• Manifestations. Un observatoire des pratiques policières créé à Quimper (LT.fr-13/04/19-15h14)

    Dominique Brunel de la Ligue des Droits de l’Homme s’est fait porte-parole du collectif des dix-neuf organisations. 

    Environ 350 personnes ont marché ce samedi matin dans le centre-ville de Quimper pour la liberté de manifester et contre « la dérive autoritaire » du gouvernement. À cette occasion, la Ligue des Droits de l’Homme a annoncé la création d’un observatoire des pratiques policières à Quimper.

    Après Bordeaux, Toulouse et Montpellier (*), la Ligue des Droits de l’Homme a choisi Quimper pour la création d’un quatrième Observatoire des pratiques policières (OPP), a annoncé, ce samedi, Dominique Brunel, du comité quimpérois. « La loi anticasseurs est porteuse de violences.

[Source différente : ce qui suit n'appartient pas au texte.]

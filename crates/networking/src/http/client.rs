//! Webshop HTTP gateway
//!
//! Speaks the server's actual wire conventions: per-currency endpoint
//! folders, form-encoded login and purchase bodies, JSON claim and pass
//! bodies. Everything returns the typed payloads from `webshop-core`.

use crate::gateway::RemoteGateway;
use async_trait::async_trait;
use reqwest::Client;
use serde::de::DeserializeOwned;
use std::time::Duration;
use tracing::{debug, error, instrument};
use webshop_core::{
    ApiConfig, BalancePayload, BuyRequest, BuyResponse, ClaimResponse, Currency, Error,
    ItemsResponse, LoginResponse, PassPurchaseResponse, ProgressPayload, Result, SeasonPayload,
};

/// Request timeout; the server is slow but never this slow
const REQUEST_TIMEOUT: Duration = Duration::from_secs(10);

/// HTTP implementation of [`RemoteGateway`]
pub struct HttpGateway {
    http: Client,
    api: ApiConfig,
}

impl HttpGateway {
    pub fn new(api: ApiConfig) -> Self {
        let http = Client::builder()
            .timeout(REQUEST_TIMEOUT)
            .build()
            .expect("Failed to create HTTP client");

        Self { http, api }
    }

    fn url(&self, folder: &str, endpoint: &str) -> String {
        format!("{}/{}/{}", self.api.base_url, folder, endpoint)
    }

    /// Check HTTP status, then parse the body into the expected shape
    async fn parse<T: DeserializeOwned>(response: reqwest::Response) -> Result<T> {
        let response = response.error_for_status().map_err(|e| {
            error!("Request failed: {}", e);
            Error::Transport(e.to_string())
        })?;

        response.json::<T>().await.map_err(|e| {
            error!("Failed to parse response: {}", e);
            Error::MalformedPayload(e.to_string())
        })
    }
}

#[async_trait]
impl RemoteGateway for HttpGateway {
    #[instrument(skip(self, password))]
    async fn login(&self, account: &str, password: &str) -> Result<LoginResponse> {
        let url = self.url(&self.api.points_folder, "login.php");
        debug!("Logging in via: {}", url);

        let response = self
            .http
            .post(&url)
            .form(&[("account", account), ("password", password)])
            .send()
            .await?;

        let login: LoginResponse = Self::parse(response).await?;
        debug!(
            "Login response: success={}, {} characters",
            login.success,
            login.chars.len()
        );
        Ok(login)
    }

    #[instrument(skip(self))]
    async fn fetch_season(&self) -> Result<SeasonPayload> {
        // The season document is served by the file named after the folder
        let url = format!(
            "{}/{}/{}.php",
            self.api.base_url, self.api.pass_folder, self.api.pass_folder
        );
        debug!("Fetching season from: {}", url);

        let response = self.http.get(&url).send().await?;
        let season: SeasonPayload = Self::parse(response).await?;
        debug!(
            "Season fetched: {} rewards",
            season.rewards.as_ref().map(Vec::len).unwrap_or(0)
        );
        Ok(season)
    }

    #[instrument(skip(self))]
    async fn fetch_progress(&self, uid: i64, char_cid: &str) -> Result<ProgressPayload> {
        let url = self.url(&self.api.pass_folder, "get_progress.php");

        let response = self
            .http
            .get(&url)
            .query(&[("UID", uid.to_string().as_str()), ("CharCID", char_cid)])
            .send()
            .await?;

        Self::parse(response).await
    }

    #[instrument(skip(self))]
    async fn claim_reward(&self, uid: i64, char_cid: &str) -> Result<ClaimResponse> {
        let url = self.url(&self.api.pass_folder, "claim_reward.php");
        debug!("Claiming reward via: {}", url);

        let body = serde_json::json!({ "UID": uid, "CharCID": char_cid });
        let response = self.http.post(&url).json(&body).send().await?;

        let claim: ClaimResponse = Self::parse(response).await?;
        debug!("Claim response: success={}, day={:?}", claim.success, claim.day);
        Ok(claim)
    }

    #[instrument(skip(self))]
    async fn buy_pass(&self, uid: i64, char_cid: &str) -> Result<PassPurchaseResponse> {
        let url = self.url(&self.api.pass_folder, "buy_battlepass.php");
        debug!("Buying pass via: {}", url);

        let body = serde_json::json!({ "UID": uid, "CharCID": char_cid });
        let response = self.http.post(&url).json(&body).send().await?;

        Self::parse(response).await
    }

    #[instrument(skip(self))]
    async fn fetch_items(&self, currency: Currency) -> Result<ItemsResponse> {
        let url = self.url(self.api.shop_folder(currency), "get_items.php");

        let response = self.http.get(&url).send().await?;
        let items: ItemsResponse = Self::parse(response).await?;
        debug!("Fetched {} {} items", items.items.len(), currency);
        Ok(items)
    }

    #[instrument(skip(self))]
    async fn fetch_balance(&self, currency: Currency, uid: i64) -> Result<BalancePayload> {
        let url = self.url(self.api.shop_folder(currency), "get_points.php");

        let response = self
            .http
            .get(&url)
            .query(&[("uid", uid)])
            .send()
            .await?;

        Self::parse(response).await
    }

    #[instrument(skip(self, request))]
    async fn buy_item(&self, currency: Currency, request: &BuyRequest) -> Result<BuyResponse> {
        let url = self.url(self.api.shop_folder(currency), "buy_item_ajax.php");
        debug!(
            "Buying item {} x{} from the {} shop",
            request.item_id, request.amount, currency
        );

        let response = self.http.post(&url).form(request).send().await?;

        let buy: BuyResponse = Self::parse(response).await?;
        debug!("Buy response: success={}", buy.success);
        Ok(buy)
    }
}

Nous allons installer le plus rapidement possible ce groupe d’observateurs ». Les militants de la LDH, qui en a déjà l’expérience depuis quelques années, ont proposé aux associations, syndicats et partis qui appelaient ce samedi matin la manifestation de participer à la structure.

    « Violence sourde du gouvernement »

    Le premier OPP avait été imaginé par la LDH et la Fondation Copernic en 2017, suite à la mort de Rémy Fraisse lors d’une manifestation contre le barrage de Sivens en 2014 puis les manifestations contre la loi Travail en 2016. Depuis le début du mouvement des Gilets jaunes en novembre dernier, Quimper a aussi connu plusieurs samedis violents avec des blessés. Dominique Brunel a rappelé dans son intervention la blessure au visage en novembre suite à un tir de LBD de Max, un Quimpérois, puis son « matraquage » lors d’une autre manifestation en mars. « Il y a une violence sourde du gouvernement contre le peuple », dit-il fustigeant la doctrine française du maintien de l’ordre qui conduit aussi à une « police épuisée ».

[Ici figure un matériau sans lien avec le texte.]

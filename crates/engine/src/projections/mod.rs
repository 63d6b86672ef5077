//! Locally-held projections of server state
//!
//! Each projection exclusively owns its slice of the domain; coordinators
//! and refresh loops mutate it only through the apply/merge methods here.

mod balance;
mod catalog;
mod progress;

pub use balance::BalanceProjection;
pub use catalog::{CatalogProjection, PageView};
pub use progress::{ProgressProjection, ProgressStats, RewardButton, RewardView, WeekView};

    Observateurs formés et identifiés

    « L’Observatoire des pratiques policières de Quimper sera constitué de trois équipes composées de quatre personnes. Elles seront formées, répertoriées par la police et la gendarmerie, identifiées lors des manifestations. Les observateurs seront appelés à porter témoignage, à filmer si nécessaire. On a remarqué que leur présence suffisait pour faire baisser les violences ».

    « Le préfet peut changer de doctrine »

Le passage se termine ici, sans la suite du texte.